▶ **Directions**
Look through the entries below and return all lines including the word "date".

[Dataset entries]

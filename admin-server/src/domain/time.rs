//! Arrival time handling for trip transits.
//!
//! The trip service stores transit arrival times as "HH:MM" strings with no
//! date component: a transit's arrival is a wall-clock time of day that
//! applies to whichever date the trip runs on.

use std::cmp::Ordering;
use std::fmt;

/// Error returned when parsing an invalid arrival time string.
#[derive(Debug, Clone, PartialEq, Eq, thiserror::Error)]
#[error("invalid arrival time: {reason}")]
pub struct InvalidArrivalTime {
    reason: &'static str,
}

impl InvalidArrivalTime {
    fn new(reason: &'static str) -> Self {
        Self { reason }
    }
}

/// A wall-clock time of day in "HH:MM" (24-hour) format.
///
/// # Examples
///
/// ```
/// use admin_server::domain::ArrivalTime;
///
/// let t = ArrivalTime::parse("14:30").unwrap();
/// assert_eq!(t.to_string(), "14:30");
///
/// // Invalid formats are rejected
/// assert!(ArrivalTime::parse("1430").is_err());
/// assert!(ArrivalTime::parse("25:00").is_err());
/// assert!(ArrivalTime::parse("14:3").is_err());
/// ```
#[derive(Clone, Copy, PartialEq, Eq, Hash)]
pub struct ArrivalTime {
    hour: u8,
    minute: u8,
}

impl ArrivalTime {
    /// Parse an arrival time from "HH:MM" format.
    pub fn parse(s: &str) -> Result<Self, InvalidArrivalTime> {
        // Must be exactly 5 characters: HH:MM
        if s.len() != 5 {
            return Err(InvalidArrivalTime::new("expected HH:MM format"));
        }

        let bytes = s.as_bytes();

        if bytes[2] != b':' {
            return Err(InvalidArrivalTime::new("expected colon at position 2"));
        }

        let hour = parse_two_digits(&bytes[0..2])
            .ok_or_else(|| InvalidArrivalTime::new("invalid hour digits"))?;
        if hour > 23 {
            return Err(InvalidArrivalTime::new("hour must be 0-23"));
        }

        let minute = parse_two_digits(&bytes[3..5])
            .ok_or_else(|| InvalidArrivalTime::new("invalid minute digits"))?;
        if minute > 59 {
            return Err(InvalidArrivalTime::new("minute must be 0-59"));
        }

        Ok(Self {
            hour: hour as u8,
            minute: minute as u8,
        })
    }

    /// Returns the hour (0-23).
    pub fn hour(&self) -> u8 {
        self.hour
    }

    /// Returns the minute (0-59).
    pub fn minute(&self) -> u8 {
        self.minute
    }

    /// Minutes since midnight, for ordering and duration arithmetic.
    pub fn minutes_from_midnight(&self) -> u16 {
        self.hour as u16 * 60 + self.minute as u16
    }
}

impl Ord for ArrivalTime {
    fn cmp(&self, other: &Self) -> Ordering {
        self.minutes_from_midnight()
            .cmp(&other.minutes_from_midnight())
    }
}

impl PartialOrd for ArrivalTime {
    fn partial_cmp(&self, other: &Self) -> Option<Ordering> {
        Some(self.cmp(other))
    }
}

impl fmt::Debug for ArrivalTime {
    fn fmt(&self, f: &mut fmt::Formatter<'_>) -> fmt::Result {
        write!(f, "ArrivalTime({:02}:{:02})", self.hour, self.minute)
    }
}

impl fmt::Display for ArrivalTime {
    fn fmt(&self, f: &mut fmt::Formatter<'_>) -> fmt::Result {
        write!(f, "{:02}:{:02}", self.hour, self.minute)
    }
}

/// Parse two ASCII digit bytes into a u32.
fn parse_two_digits(bytes: &[u8]) -> Option<u32> {
    if bytes.len() != 2 {
        return None;
    }
    let d1 = (bytes[0] as char).to_digit(10)?;
    let d2 = (bytes[1] as char).to_digit(10)?;
    Some(d1 * 10 + d2)
}

#[cfg(test)]
mod tests {
    use super::*;

    #[test]
    fn parse_valid_times() {
        let t = ArrivalTime::parse("00:00").unwrap();
        assert_eq!(t.hour(), 0);
        assert_eq!(t.minute(), 0);

        let t = ArrivalTime::parse("23:59").unwrap();
        assert_eq!(t.hour(), 23);
        assert_eq!(t.minute(), 59);

        let t = ArrivalTime::parse("14:30").unwrap();
        assert_eq!(t.hour(), 14);
        assert_eq!(t.minute(), 30);
    }

    #[test]
    fn parse_invalid_format() {
        // Wrong length
        assert!(ArrivalTime::parse("1430").is_err());
        assert!(ArrivalTime::parse("14:3").is_err());
        assert!(ArrivalTime::parse("14:300").is_err());
        assert!(ArrivalTime::parse("").is_err());

        // Missing colon
        assert!(ArrivalTime::parse("14-30").is_err());
        assert!(ArrivalTime::parse("14.30").is_err());

        // Non-digit characters
        assert!(ArrivalTime::parse("ab:cd").is_err());
        assert!(ArrivalTime::parse("1a:30").is_err());
    }

    #[test]
    fn parse_invalid_values() {
        // Hour out of range
        assert!(ArrivalTime::parse("24:00").is_err());
        assert!(ArrivalTime::parse("99:00").is_err());

        // Minute out of range
        assert!(ArrivalTime::parse("12:60").is_err());
        assert!(ArrivalTime::parse("12:99").is_err());
    }

    #[test]
    fn display_format() {
        assert_eq!(ArrivalTime::parse("00:00").unwrap().to_string(), "00:00");
        assert_eq!(ArrivalTime::parse("09:05").unwrap().to_string(), "09:05");
        assert_eq!(ArrivalTime::parse("23:59").unwrap().to_string(), "23:59");
    }

    #[test]
    fn ordering() {
        let early = ArrivalTime::parse("06:15").unwrap();
        let late = ArrivalTime::parse("18:45").unwrap();

        assert!(early < late);
        assert!(late > early);
        assert_eq!(early.cmp(&early), Ordering::Equal);
    }

    #[test]
    fn minutes_from_midnight() {
        assert_eq!(ArrivalTime::parse("00:00").unwrap().minutes_from_midnight(), 0);
        assert_eq!(ArrivalTime::parse("01:30").unwrap().minutes_from_midnight(), 90);
        assert_eq!(
            ArrivalTime::parse("23:59").unwrap().minutes_from_midnight(),
            23 * 60 + 59
        );
    }

    #[test]
    fn equality() {
        let a = ArrivalTime::parse("14:30").unwrap();
        let b = ArrivalTime::parse("14:30").unwrap();
        let c = ArrivalTime::parse("14:31").unwrap();

        assert_eq!(a, b);
        assert_ne!(a, c);
    }

    #[test]
    fn hash_consistent_with_eq() {
        use std::collections::HashSet;

        let mut set = HashSet::new();
        set.insert(ArrivalTime::parse("14:30").unwrap());

        assert!(set.contains(&ArrivalTime::parse("14:30").unwrap()));
        assert!(!set.contains(&ArrivalTime::parse("14:31").unwrap()));
    }
}

#[cfg(test)]
mod proptests {
    use super::*;
    use proptest::prelude::*;

    prop_compose! {
        fn valid_time()(hour in 0u32..24, minute in 0u32..60) -> String {
            format!("{:02}:{:02}", hour, minute)
        }
    }

    proptest! {
        /// Any valid HH:MM string parses successfully
        #[test]
        fn valid_hhmm_parses(s in valid_time()) {
            prop_assert!(ArrivalTime::parse(&s).is_ok());
        }

        /// Parse then display roundtrips
        #[test]
        fn parse_display_roundtrip(s in valid_time()) {
            let parsed = ArrivalTime::parse(&s).unwrap();
            prop_assert_eq!(parsed.to_string(), s);
        }

        /// Ordering agrees with minutes from midnight
        #[test]
        fn ordering_matches_minutes(a in valid_time(), b in valid_time()) {
            let ta = ArrivalTime::parse(&a).unwrap();
            let tb = ArrivalTime::parse(&b).unwrap();
            prop_assert_eq!(
                ta.cmp(&tb),
                ta.minutes_from_midnight().cmp(&tb.minutes_from_midnight())
            );
        }

        /// Invalid hour is rejected
        #[test]
        fn invalid_hour_rejected(hour in 24u32..100, minute in 0u32..60) {
            let s = format!("{:02}:{:02}", hour, minute);
            prop_assert!(ArrivalTime::parse(&s).is_err());
        }

        /// Invalid minute is rejected
        #[test]
        fn invalid_minute_rejected(hour in 0u32..24, minute in 60u32..100) {
            let s = format!("{:02}:{:02}", hour, minute);
            prop_assert!(ArrivalTime::parse(&s).is_err());
        }

        /// Wrong-length strings are always rejected
        #[test]
        fn wrong_length_rejected(s in "[0-9:]{0,4}|[0-9:]{6,10}") {
            prop_assert!(ArrivalTime::parse(&s).is_err());
        }
    }
}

▶ **Answer area**
//! date component: a transit's arrival is a wall-clock time of day that
//! applies to whichever date the trip runs on.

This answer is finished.